UN INSTANT DE VIE PARTAGE.

Un après-midi d'été banal. Je m'installe en terrasse et commande un café.
Je vois...

Je vois des familles qui dégustent des glaces sous la chaleur de ce mois de Juillet. Les parents discutent alors que les enfants se chamaillent sur la taille de leurs boules.
Je vois des bandes d'amis venus déjeuner ensemble. Ils refont le monde sans se soucier du lendemain.
Je vois des touristes s'échangeant leurs découvertes du jour dans différentes langues et prenant des photos de tout ce qu'ils voient, comme si leur objectif était un troisième œil.
Je vois des couples. Couples en devenir à leur premier rendez-vous, des jeunes couples encore amoureux se tenant le main, et ceux qui sont déjà sur la fin en pleine dispute.
Je vois un manège. Les enfants qui supplient leurs parents pour une instant de pur bonheur. Je vois leur insouciance, leur innocence dans leurs yeux qui brillent d’émerveillement lorsque le carrousel se met en marche. 

Un café, une cigarette et un crayon. Je les observe et j'écris. J'écris ce moment. Je leur vole cet instant de leur vie par plaisir en toute simplicité. Je les observe et je me demande...
Qui sont ces gens? D'où viennent-ils? Quelle vie mènent-ils? Quels drames cachent-ils derrière ces masques? Tant de gens qui vivent ce moment sans savoir qu'on pense a eux.

Et le garçon qui passe de table en table en apportant glaces et cafés. Qu'en est-il de sa vie à lui? Je le vois le soir venu se reposer de cette journée avec ses propres amis sur cette même terrasse. Ou peut-être avec une jolie fiancée? Je le vois rentrer chez lui directement après son service pour retrouver un vieil appartement lugubre où il s'injecte la totalité de son petit salaire dans les veines. Qui peut savoir ce qui se passe vraiment derrière le sourire qu'il affiche devant ses clients?

Tant de raisons différentes à une même présence en un même lieu.

Je termine mon café, écrase ma cigarette et ferme les yeux un instant. 
J'entends les cris de joie des enfants, les disputes d'un couple, les rires des amis. Je savoure la sensation du Soleil sur mon visage. 
J'entends un grondement, un crissement de pneus, un fracas, des cris, puis le silence. 
Le Soleil a disparu. Je ne le sens plus. Je vois une agitation, mais je n'entends plus. Je m'élève...

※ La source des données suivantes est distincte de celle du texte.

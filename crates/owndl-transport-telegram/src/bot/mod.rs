/// `ChatDelivery` over the Bot API
pub mod delivery;
/// Command and link message handlers
pub mod handlers;

pub use delivery::TelegramDelivery;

Je vois les enfants du sortir du manège les yeux cachés par les mains de leurs parents. Je vois quelques personnes venir en aide à leurs amis blessés. J'en vois certaines allongées sans bouger alors que d'autres sont en pleurs.
Tous se sont arrêtés là, à ce même moment partagé. Certains avec la même mort.

Pourquoi ici? Pourquoi maintenant?
Des passants appellent les secours alors que d'autres ne font que regarder, sous le choc. Ca aurait pu être eux.
Qu'en est-il des absents? Des amis, des familles, des parents des touristes à l'autre bout du monde qui ignorent que leur enfant ne rentrera pas?

Deux agents de police sonnent à la porte. Une femme en fauteuil se présente. Elle a le teint pâle et la tête chauve. A l'annonce de la nouvelle les larmes coulent sur ses joues. Elle porte une main à sa bouche. Je vois les mêmes doigts que ceux qui ont posé mon dernier café face à moi.